The exporter may decide to sell either direct to importer or to an importer wholesaler, distributor, super-markets, and chain of stores or shopping malls or speciality stores. Which of these should exporter choose will depend on the nature of his product, the size of the market environment of the country, distribution cost and his own financial resources?
Smaller companies may sell only to an importer. Recently, a new type of distribution system has emerged in certain foreign markets. They are designated as manufacturer-importers. For example, in the USA there are a large number of units manufacturing and selling leather garments.
These units, essentially because of economies of scale, subcontract part of their business in small lots to manufacturer-exporters in developing countries. Selling to the manufacturer-importers solves the problem of internal distribution so far as the exporters are concerned, as it is handled by them.
6. Direct vs Indirect Distribution System:
Direct distribution channel is the system of distribution channel in which exporter sells the goods to consumers without the help of intermediaries, while in indirect distribution channels exporter sells his products with the help of intermediaries.
Whether the exporters adopt direct distribution system or indirect distribution system, it will depend on the relative strengths of the various factors.
The factors in favour of direct distribution channel are:
The exporting company will have direct control over the marketing operations and, therefore, can devise and implement the proper marketing strategy in tune with the changing marketing conditions.
(ii) Knowledge about the Export Market:
In direct distribution channel, the exporter may have full information on marketing opportunities and trends, competitors, product acceptance in the market and other information regarding the market.
(iii) Increase in Profit:
By selling directly in the foreign market, exporter can save the commission that becomes payable to the agents. Moreover the manufacturer enjoys full returns on the sales of his goods because he does not have to share profits with anyone. In indirect exporting, the agents purchase the products at cheaper rates and sell them to importing country at higher prices.
(iv) Customer Satisfaction:
Buyers of highly specialised equipment prefer direct dealings with the manufacturers as they expect to be completely assured of the services. Distributors may not have highly qualified staff for conducting sales negotiation for such equipment.
Following are the disadvantages of Direct Distribution System:
(i) Goodwill of the Middleman:
A new exporter’s name will be unknown in the foreign market, therefore, even though the price and quality of the product may match those of known companies, the new entrant will be at a disadvantageous position. In such a situation, it would be better to gain credibility in the market if a known distributor handle the product, because the standing of the distributor will help in assuring the customers about the quality of the product.
(ii) Huge Resources:
Direct exporting requires large funds in order to support adequately the cost of selling, to provide necessary credits, the expense of financing, the development of an export organisation, engaging own staff.
(iii) More Distribution Cost:
In this system, the distribution cost is more.
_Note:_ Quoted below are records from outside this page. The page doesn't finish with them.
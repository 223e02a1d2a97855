use async_trait::async_trait;
use chrono::{DateTime, FixedOffset, Offset, Utc};
use reqwest::Client;
use serde::{Deserialize, de::DeserializeOwned};

use crate::{
    WeatherError,
    forecast::{ForecastStep, group_by_day},
    model::{
        Condition, Coordinates, CurrentConditions, ForecastReport, GeoMatch, LocationInfo,
        WeatherSnapshot,
    },
    units::{celsius_to_fahrenheit, mps_to_kph, mps_to_mph},
};

use super::WeatherProvider;

pub const DEFAULT_WEATHER_URL: &str = "https://api.openweathermap.org/data/2.5";
pub const DEFAULT_GEO_URL: &str = "https://api.openweathermap.org/geo/1.0";
const ICON_URL: &str = "https://openweathermap.org/img/wn";

#[derive(Debug, Clone)]
pub struct OpenWeatherProvider {
    api_key: String,
    http: Client,
    weather_url: String,
    geo_url: String,
}

impl OpenWeatherProvider {
    pub fn new(api_key: String) -> Self {
        Self::with_endpoints(api_key, DEFAULT_WEATHER_URL, DEFAULT_GEO_URL)
    }

    /// Point the provider at alternative base URLs (proxies, mock servers).
    pub fn with_endpoints(api_key: String, weather_url: &str, geo_url: &str) -> Self {
        Self {
            api_key,
            http: Client::new(),
            weather_url: weather_url.trim_end_matches('/').to_string(),
            geo_url: geo_url.trim_end_matches('/').to_string(),
        }
    }

    async fn get_json<T: DeserializeOwned>(
        &self,
        url: &str,
        query: &[(&str, String)],
    ) -> Result<T, WeatherError> {
        tracing::debug!(url, "OpenWeather request");

        let res = self
            .http
            .get(url)
            .query(query)
            .query(&[("appid", self.api_key.as_str())])
            .send()
            .await?;

        let status = res.status();
        let body = res.text().await?;

        if !status.is_success() {
            tracing::debug!(%status, body = %truncate_body(&body), "OpenWeather request failed");
            return Err(WeatherError::Provider {
                status: status.as_u16(),
            });
        }

        serde_json::from_str(&body)
            .map_err(|e| WeatherError::InvalidResponse(e.to_string()))
    }

    fn coordinate_query(at: Coordinates) -> [(&'static str, String); 3] {
        [
            ("lat", at.lat.to_string()),
            ("lon", at.lon.to_string()),
            ("units", "metric".to_string()),
        ]
    }
}

#[derive(Debug, Deserialize)]
struct OwMain {
    temp: f64,
    feels_like: f64,
    #[serde(default)]
    temp_min: Option<f64>,
    #[serde(default)]
    temp_max: Option<f64>,
    #[serde(default)]
    pressure: Option<f64>,
    humidity: u8,
}

#[derive(Debug, Deserialize)]
struct OwWeather {
    id: Option<u32>,
    description: String,
    icon: String,
}

#[derive(Debug, Deserialize)]
struct OwWind {
    speed: f64,
}

#[derive(Debug, Default, Deserialize)]
struct OwSys {
    #[serde(default)]
    country: String,
}

#[derive(Debug, Deserialize)]
struct OwCurrentResponse {
    name: String,
    #[serde(default)]
    sys: OwSys,
    main: OwMain,
    #[serde(default)]
    weather: Vec<OwWeather>,
    wind: OwWind,
}

#[derive(Debug, Deserialize)]
struct OwCity {
    name: String,
    #[serde(default)]
    country: String,
    /// Shift from UTC in seconds.
    #[serde(default)]
    timezone: Option<i32>,
}

#[derive(Debug, Deserialize)]
struct OwForecastEntry {
    dt: i64,
    main: OwMain,
    #[serde(default)]
    weather: Vec<OwWeather>,
    wind: OwWind,
    #[serde(default)]
    pop: Option<f64>,
}

#[derive(Debug, Deserialize)]
struct OwForecastResponse {
    city: OwCity,
    list: Vec<OwForecastEntry>,
}

fn condition(weather: &[OwWeather]) -> Condition {
    match weather.first() {
        Some(w) => Condition {
            text: w.description.clone(),
            icon: format!("{ICON_URL}/{}@2x.png", w.icon),
            code: w.id,
        },
        None => Condition {
            text: "Unknown".to_string(),
            icon: String::new(),
            code: None,
        },
    }
}

fn conditions(main: &OwMain, weather: &[OwWeather], wind: &OwWind) -> CurrentConditions {
    CurrentConditions {
        temp_c: main.temp,
        temp_f: celsius_to_fahrenheit(main.temp),
        condition: condition(weather),
        humidity: main.humidity,
        pressure_mb: main.pressure,
        wind_kph: mps_to_kph(wind.speed),
        wind_mph: mps_to_mph(wind.speed),
        uv: 0.0,
        feels_like_c: main.feels_like,
        feels_like_f: celsius_to_fahrenheit(main.feels_like),
    }
}

fn snapshot_from_current(parsed: OwCurrentResponse, now: DateTime<Utc>) -> WeatherSnapshot {
    WeatherSnapshot {
        location: LocationInfo {
            name: parsed.name,
            country: parsed.sys.country,
            localtime: now,
        },
        current: conditions(&parsed.main, &parsed.weather, &parsed.wind),
    }
}

fn report_from_forecast(
    parsed: OwForecastResponse,
    days: usize,
    now: DateTime<Utc>,
) -> Result<ForecastReport, WeatherError> {
    let first = parsed
        .list
        .first()
        .ok_or_else(|| WeatherError::InvalidResponse("forecast contained no data".to_string()))?;

    let snapshot = WeatherSnapshot {
        location: LocationInfo {
            name: parsed.city.name.clone(),
            country: parsed.city.country.clone(),
            localtime: now,
        },
        current: conditions(&first.main, &first.weather, &first.wind),
    };

    let offset = parsed
        .city
        .timezone
        .and_then(FixedOffset::east_opt)
        .unwrap_or_else(|| Utc.fix());

    let steps: Vec<ForecastStep> = parsed
        .list
        .iter()
        .map(|e| ForecastStep {
            dt: e.dt,
            temp_min_c: e.main.temp_min.unwrap_or(e.main.temp),
            temp_max_c: e.main.temp_max.unwrap_or(e.main.temp),
            condition: condition(&e.weather),
            pop: e.pop,
        })
        .collect();

    Ok(ForecastReport {
        snapshot,
        days: group_by_day(&steps, offset, days),
    })
}

#[async_trait]
impl WeatherProvider for OpenWeatherProvider {
    async fn geocode(&self, query: &str, limit: usize) -> Result<Vec<GeoMatch>, WeatherError> {
        let url = format!("{}/direct", self.geo_url);
        self.get_json(
            &url,
            &[("q", query.to_string()), ("limit", limit.to_string())],
        )
        .await
    }

    async fn current_at(&self, at: Coordinates) -> Result<WeatherSnapshot, WeatherError> {
        let url = format!("{}/weather", self.weather_url);
        let parsed: OwCurrentResponse = self.get_json(&url, &Self::coordinate_query(at)).await?;
        Ok(snapshot_from_current(parsed, Utc::now()))
    }

    async fn forecast_at(
        &self,
        at: Coordinates,
        days: usize,
    ) -> Result<ForecastReport, WeatherError> {
        let url = format!("{}/forecast", self.weather_url);
        let parsed: OwForecastResponse = self.get_json(&url, &Self::coordinate_query(at)).await?;
        report_from_forecast(parsed, days, Utc::now())
    }
}

fn truncate_body(body: &str) -> String {
    const MAX: usize = 200;
    match body.char_indices().nth(MAX) {
        Some((idx, _)) => format!("{}...", &body[..idx]),
        None => body.to_string(),
    }
}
In direct exporting, export house has to undertake the responsibility of marketing, while indirect exporting enables the manufacturer exporter to concentrate on production problems, leaving the question of foreign selling to the intermediaries.
Big and medium export firms generally prefer to appoint agents or distributors in the foreign markets. In such a case, the exporting firm must evolve a system of control and monitoring the agents for evaluating their performance.